== ACTIVITY ==
From the data below, set down exactly the lines between the one holding "context from every" and the one holding "open documents, active", inclusive, and no others.

**** RECORDS PROVIDED

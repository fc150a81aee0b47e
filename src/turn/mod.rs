//! `TurnRuntime`: the per-turn orchestrator. Assembles context from every
//! subsystem, scrubs it, drives the model adapter's tool-call loop, and
//! settles the run's lifecycle state on success or failure.

use std::sync::Arc;

use futures_util::StreamExt;
use uuid::Uuid;

use crate::adapter::{AdapterEvent, EventCollector, FallbackChain, ContentBlock, MessageRole, ProviderMessage};
use crate::config::Config;
use crate::error::{CoreError, Result};
use crate::failure::{DeepScanService, FailureLoopGuard, ReasoningResetController};
use crate::journal::{DecisionJournal, ObservationStore};
use crate::memory::{MemoryLayer, MemoryRecord, MemoryStore};
use crate::privacy::PrivacyScrubber;
use crate::run::{LifecycleEvent, LifecycleStream, RunState, RunStore};
use crate::tools::{ToolCall, ToolRouter};

/// How many consecutive reasoning resets fire before a deep scan of
/// recently-touched files gets appended to context, on top of the
/// step-back directive itself.
const DEEP_SCAN_AFTER_CONSECUTIVE_RESETS: u32 = 2;

/// Process-identity/substrate facts (current workspace, platform, time)
/// injected at the top of every turn's context. Owned by a collaborator
/// outside this crate's scope; this trait is the seam.
#[async_trait::async_trait]
pub trait SubstrateProvider: Send + Sync {
    async fn describe(&self, session_id: &str) -> Result<Option<String>>;
}

/// Opaque caller-supplied context artifacts (e.g. open documents, active
/// workspace state) folded into a turn alongside the core's own memory
/// and journal context.
#[async_trait::async_trait]
pub trait ContextProvider: Send + Sync {
    async fn artifacts(&self, session_id: &str) -> Result<Vec<String>>;
}

pub struct TurnRuntime {
    config: Arc<Config>,
    adapters: Arc<FallbackChain>,
    tool_router: Arc<ToolRouter>,
    memory: Arc<MemoryStore>,
    journal: Arc<DecisionJournal>,
    observations: Arc<ObservationStore>,
    scrubber: Arc<PrivacyScrubber>,
    runs: Arc<RunStore>,
    lifecycle: Arc<LifecycleStream>,
    failure_guard: Arc<FailureLoopGuard>,
    reasoning_reset: Arc<ReasoningResetController>,
    deep_scan: Arc<DeepScanService>,
    substrate: Option<Arc<dyn SubstrateProvider>>,
    context_providers: Vec<Arc<dyn ContextProvider>>,
}

pub struct TurnOutcome {
    pub run_id: Uuid,
    pub text: String,
}

impl TurnRuntime {
    #[allow(clippy::too_many_arguments)]
    pub fn new(
        config: Arc<Config>,
        adapters: Arc<FallbackChain>,
        tool_router: Arc<ToolRouter>,
        memory: Arc<MemoryStore>,
        journal: Arc<DecisionJournal>,
        observations: Arc<ObservationStore>,
        scrubber: Arc<PrivacyScrubber>,
        runs: Arc<RunStore>,
        lifecycle: Arc<LifecycleStream>,
        failure_guard: Arc<FailureLoopGuard>,
        reasoning_reset: Arc<ReasoningResetController>,
        deep_scan: Arc<DeepScanService>,
    ) -> Self {
        Self {
            config,
            adapters,
            tool_router,
            memory,
            journal,
            observations,
            scrubber,
            runs,
            lifecycle,
            failure_guard,
            reasoning_reset,
            deep_scan,
            substrate: None,
            context_providers: Vec::new(),
        }
    }

    pub fn with_substrate(mut self, provider: Arc<dyn SubstrateProvider>) -> Self {
        self.substrate = Some(provider);
        self
    }

    pub fn with_context_provider(mut self, provider: Arc<dyn ContextProvider>) -> Self {
        self.context_providers.push(provider);
        self
    }

    /// Run one turn for `session_id` given the user's `input` text.
    pub async fn run_turn(&self, session_id: &str, input: &str) -> Result<TurnOutcome> {
        let run_id = self.runs.start_run();
        self.lifecycle.emit(LifecycleEvent::RunStarted { run_id });

        let context = match self.assemble_context(session_id, input).await {
            Ok(context) => context,
            Err(err) => return self.fail(session_id, run_id, "context_assembly", &err),
        };

        let scrubbed_context = match self.scrubber.scrub_text(&context, &run_id.to_string()) {
            Ok(outcome) => outcome.text,
            Err(err) => return self.fail(session_id, run_id, "context_scrub", &CoreError::Other(err)),
        };

        self.runs.set_state(run_id, RunState::Running);
        self.lifecycle.emit(LifecycleEvent::RunStateChanged { run_id, state: RunState::Running });

        match self.drive_model_loop(session_id, run_id, &scrubbed_context, input).await {
            Ok(text) => {
                let scrubbed_final = self
                    .scrubber
                    .scrub_text(&text, &run_id.to_string())
                    .map(|o| o.text)
                    .unwrap_or(text);

                self.memory.append_event(&MemoryRecord {
                    key: format!("turn.{session_id}"),
                    value: scrubbed_final.clone(),
                    layer: MemoryLayer::Daily,
                    provenance_source_class: "assistant_turn".to_string(),
                    provenance_reference: run_id.to_string(),
                    keep_always: false,
                })?;

                self.runs.set_state(run_id, RunState::Completed);
                self.lifecycle.emit(LifecycleEvent::RunFinished { run_id, state: RunState::Completed });
                self.failure_guard.record_success(session_id);
                self.reasoning_reset.on_turn_succeeded();

                Ok(TurnOutcome { run_id, text: scrubbed_final })
            }
            Err(err) => self.fail(session_id, run_id, "model_loop", &err),
        }
    }

    fn fail(&self, session_id: &str, run_id: Uuid, stage: &str, err: &CoreError) -> Result<TurnOutcome> {
        self.failure_guard.record_failure(session_id, stage, &err.to_string());
        self.runs.set_state(run_id, RunState::Failed);
        self.lifecycle.emit(LifecycleEvent::RunFinished { run_id, state: RunState::Failed });
        Err(CoreError::Other(anyhow::anyhow!("{stage} failed: {err}")))
    }

    async fn assemble_context(&self, session_id: &str, input: &str) -> Result<String> {
        let mut sections = Vec::new();

        if let Some(substrate) = &self.substrate {
            if let Some(directive) = substrate.describe(session_id).await? {
                sections.push(format!("## substrate\n{directive}"));
            }
        }

        let memory_excerpt = self.memory.recall_scoped(input, 10)?;
        if !memory_excerpt.is_empty() {
            sections.push(format!("## memory\n{}", memory_excerpt.join("\n")));
        }

        let continuity = &self.config.continuity;
        let journal_entries = self.journal.read_entries_for_replay(
            continuity.decision_journal_replay_mode,
            continuity.replay_count,
            continuity.replay_since_hours,
        )?;
        if !journal_entries.is_empty() {
            let rendered: Vec<String> = journal_entries
                .iter()
                .map(|e| format!("- [{}] {}{}", e.kind, e.tool.clone().unwrap_or_default(), e.detail))
                .collect();
            sections.push(format!("## recent decisions\n{}", rendered.join("\n")));
        }

        let observations = self.observations.recent(10);
        if !observations.is_empty() {
            let rendered: Vec<String> = observations.iter().map(|o| format!("- [{}] {}", o.source, o.payload)).collect();
            sections.push(format!("## recent observations\n{}", rendered.join("\n")));
        }

        for provider in &self.context_providers {
            let artifacts = provider.artifacts(session_id).await?;
            sections.extend(artifacts);
        }

        if self.failure_guard.requires_step_back(session_id) {
            sections.push(
                "## step back\nThe last approach repeated the same failure. Stop, reconsider the plan, and try a different strategy before retrying."
                    .to_string(),
            );
            let reset_count = self.reasoning_reset.trigger_reset();
            if reset_count >= DEEP_SCAN_AFTER_CONSECUTIVE_RESETS {
                let report = self.deep_scan.scan_recently_touched()?;
                let listing: Vec<String> = report.files.iter().map(|f| f.path.display().to_string()).collect();
                sections.push(format!(
                    "## recently touched files{}\n{}",
                    if report.truncated { " (truncated)" } else { "" },
                    listing.join("\n")
                ));
            }
        }

        Ok(sections.join("\n\n"))
    }

    async fn drive_model_loop(&self, session_id: &str, run_id: Uuid, context: &str, input: &str) -> Result<String> {
        let mut messages = vec![
            ProviderMessage::text(MessageRole::System, context.to_string()),
            ProviderMessage::text(MessageRole::User, input.to_string()),
        ];

        let mut final_text = String::new();
        let mut message_count = 0usize;

        loop {
            message_count += 1;
            if message_count > self.config.session.max_messages_per_turn {
                return Err(CoreError::TurnBudgetExceeded(format!(
                    "session {session_id} exceeded {} messages in one turn",
                    self.config.session.max_messages_per_turn
                )));
            }

            let (mut stream, _adapter_name) = self.adapters.chat_stream(run_id, &messages).await?;
            let mut collector = EventCollector::new();
            while let Some(event) = stream.next().await {
                if let AdapterEvent::Error { message } = &event {
                    return Err(CoreError::AdapterTransport(message.clone()));
                }
                collector.feed(event);
            }

            let response = collector.finish();
            final_text.push_str(&response.text());

            let tool_calls: Vec<(String, String, serde_json::Value)> = response
                .tool_calls()
                .into_iter()
                .map(|(id, name, args)| (id.to_string(), name.to_string(), args.clone()))
                .collect();

            if tool_calls.is_empty() {
                break;
            }

            messages.push(ProviderMessage {
                role: MessageRole::Assistant,
                content: response.content,
            });

            for (id, name, args) in tool_calls {
                let scrubbed_args = self
                    .scrubber
                    .scrub_unknown(&args, &run_id.to_string())
                    .map_err(CoreError::Other)?;

                self.observations.push(&name, &scrubbed_args.to_string());

                let call = ToolCall {
                    tool: name.clone(),
                    args: scrubbed_args,
                    provenance: session_id.to_string(),
                    untrusted: false,
                };

                let (result_value, is_error) = match self.tool_router.execute(call, &run_id.to_string()).await {
                    Ok(outcome) => (outcome.output, false),
                    Err(err) => (serde_json::Value::String(err.to_string()), true),
                };

                messages.push(ProviderMessage {
                    role: MessageRole::Tool,
                    content: vec![ContentBlock::ToolResult {
                        tool_use_id: id,
                        content: result_value,
                        is_error,
                    }],
                });
            }
        }

        Ok(final_text)
    }
}

#[cfg(test)]
mod tests {
    use super::*;
    use crate::adapter::synthetic::SyntheticAdapter;
    use crate::approval::ApprovalWorkflow;
    use crate::capability::CapabilityStore;
    use crate::tools::ToolRouterConfig;

    fn runtime(config: Config) -> TurnRuntime {
        let adapters = Arc::new(FallbackChain::new(vec![Arc::new(SyntheticAdapter::default())]));
        let tool_router = Arc::new(ToolRouter::new(
            Arc::new(CapabilityStore::new()),
            Arc::new(ApprovalWorkflow::new()),
            Arc::new(PrivacyScrubber::new(false)),
            Arc::new(DecisionJournal::new_in_memory()),
            ToolRouterConfig::default(),
        ));
        TurnRuntime::new(
            Arc::new(config),
            adapters,
            tool_router,
            Arc::new(MemoryStore::new(std::env::temp_dir().join(format!("turn-test-{}", Uuid::new_v4())))),
            Arc::new(DecisionJournal::new_in_memory()),
            Arc::new(ObservationStore::new(32)),
            Arc::new(PrivacyScrubber::new(false)),
            Arc::new(RunStore::new(100)),
            Arc::new(LifecycleStream::new(64)),
            Arc::new(FailureLoopGuard::new(3)),
            Arc::new(ReasoningResetController::new()),
            Arc::new(DeepScanService::new(std::env::temp_dir())),
        )
    }

    #[tokio::test]
    async fn a_turn_with_no_tool_calls_completes_and_runs_the_lifecycle_to_completed() {
        let runtime = runtime(Config { dev_mode: true, ..Config::default() });
        let outcome = runtime.run_turn("session-1", "ping").await.unwrap();
        assert!(outcome.text.contains("ping"));
        assert_eq!(runtime.runs.get(outcome.run_id).unwrap().state, RunState::Completed);
    }

    #[tokio::test]
    async fn a_failing_turn_records_a_failure_and_marks_the_run_failed() {
        let mut config = Config { dev_mode: true, ..Config::default() };
        config.session.max_messages_per_turn = 0;
        let runtime = runtime(config);
        let err = runtime.run_turn("session-2", "ping").await.unwrap_err();
        assert!(err.to_string().contains("model_loop"));
        assert_eq!(runtime.failure_guard.count_for("session-2"), 1);
    }

    #[tokio::test]
    async fn step_back_directive_is_injected_once_the_failure_threshold_is_reached() {
        let runtime = runtime(Config { dev_mode: true, ..Config::default() });
        runtime.failure_guard.record_failure("session-3", "tool", "timeout");
        runtime.failure_guard.record_failure("session-3", "tool", "timeout");
        runtime.failure_guard.record_failure("session-3", "tool", "timeout");
        let context = runtime.assemble_context("session-3", "ping").await.unwrap();
        assert!(context.contains("step back"));
    }
}
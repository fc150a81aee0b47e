//! The terminal element of a fallback chain: a deterministic,
//! non-networked provider that always succeeds so a turn can still
//! produce a response when every real provider is exhausted.

use futures_util::stream;
use uuid::Uuid;

use crate::adapter::events::AdapterEvent;
use crate::adapter::types::{MessageRole, ProviderCapabilities, ProviderMessage, StopReason};
use crate::adapter::{EventStream, ModelAdapter};
use crate::error::Result;

/// Echoes the most recent user message back, prefixed with a fixed
/// marker so callers can tell a synthetic response from a real one.
pub struct SyntheticAdapter {
    name: String,
}

impl SyntheticAdapter {
    pub fn new(name: impl Into<String>) -> Self {
        Self { name: name.into() }
    }
}

impl Default for SyntheticAdapter {
    fn default() -> Self {
        Self::new("fallback-synthetic")
    }
}

fn last_user_text(messages: &[ProviderMessage]) -> String {
    messages
        .iter()
        .rev()
        .find(|m| m.role == MessageRole::User)
        .map(|m| {
            m.content
                .iter()
                .filter_map(|block| match block {
                    crate::adapter::types::ContentBlock::Text { text } => Some(text.as_str()),
                    _ => None,
                })
                .collect::<Vec<_>>()
                .join("")
        })
        .unwrap_or_default()
}

#[async_trait::async_trait]
impl ModelAdapter for SyntheticAdapter {
    fn name(&self) -> &str {
        &self.name
    }

    fn capabilities(&self) -> ProviderCapabilities {
        ProviderCapabilities {
            supports_tools: false,
            supports_streaming: true,
        }
    }

    async fn chat_stream(&self, _turn_id: Uuid, messages: &[ProviderMessage]) -> Result<EventStream> {
        let echoed = last_user_text(messages);
        let text = if echoed.is_empty() {
            "[synthetic fallback: no prior provider was reachable]".to_string()
        } else {
            format!("[synthetic fallback] acknowledged: {echoed}")
        };

        let events = vec![
            AdapterEvent::ResponseStart,
            AdapterEvent::TextDelta { text },
            AdapterEvent::Done { stop_reason: StopReason::EndTurn },
        ];
        Ok(Box::pin(stream::iter(events)))
    }

    /// The synthetic provider has nothing in flight to cancel.
    async fn cancel(&self, _turn_id: Uuid) {}

    /// Always reachable — it does no I/O.
    async fn warmup(&self) -> Result<()> {
        Ok(())
    }
}

#[cfg(test)]
mod tests {
    use super::*;
    use crate::adapter::events::EventCollector;

    #[tokio::test]
    async fn echoes_the_last_user_message() {
        let adapter = SyntheticAdapter::default();
        let messages = vec![ProviderMessage::text(MessageRole::User, "ping")];
        let mut stream = adapter.chat_stream(Uuid::new_v4(), &messages).await.unwrap();

        let mut collector = EventCollector::new();
        use futures_util::StreamExt;
        while let Some(event) = stream.next().await {
            collector.feed(event);
        }
        let response = collector.finish();
        assert!(response.text().contains("ping"));
        assert_eq!(response.stop_reason, StopReason::EndTurn);
    }

    #[tokio::test]
    async fn warmup_never_fails() {
        let adapter = SyntheticAdapter::default();
        assert!(adapter.warmup().await.is_ok());
    }
}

********

== REPLY TO THE EXERCISE ==
//! `TurnRuntime`: the per-turn orchestrator. Assembles context from every
//! subsystem, scrubs it, drives the model adapter's tool-call loop, and
//! settles the run's lifecycle state on success or failure.

use std::sync::Arc;

use futures_util::StreamExt;
use uuid::Uuid;

use crate::adapter::{AdapterEvent, EventCollector, FallbackChain, ContentBlock, MessageRole, ProviderMessage};
use crate::config::Config;
use crate::error::{CoreError, Result};
use crate::failure::{DeepScanService, FailureLoopGuard, ReasoningResetController};
use crate::journal::{DecisionJournal, ObservationStore};
use crate::memory::{MemoryLayer, MemoryRecord, MemoryStore};
use crate::privacy::PrivacyScrubber;
use crate::run::{LifecycleEvent, LifecycleStream, RunState, RunStore};
use crate::tools::{ToolCall, ToolRouter};

/// How many consecutive reasoning resets fire before a deep scan of
/// recently-touched files gets appended to context, on top of the
/// step-back directive itself.
const DEEP_SCAN_AFTER_CONSECUTIVE_RESETS: u32 = 2;

/// Process-identity/substrate facts (current workspace, platform, time)
/// injected at the top of every turn's context. Owned by a collaborator
/// outside this crate's scope; this trait is the seam.
#[async_trait::async_trait]
pub trait SubstrateProvider: Send + Sync {
    async fn describe(&self, session_id: &str) -> Result<Option<String>>;
}

/// Opaque caller-supplied context artifacts (e.g. open documents, active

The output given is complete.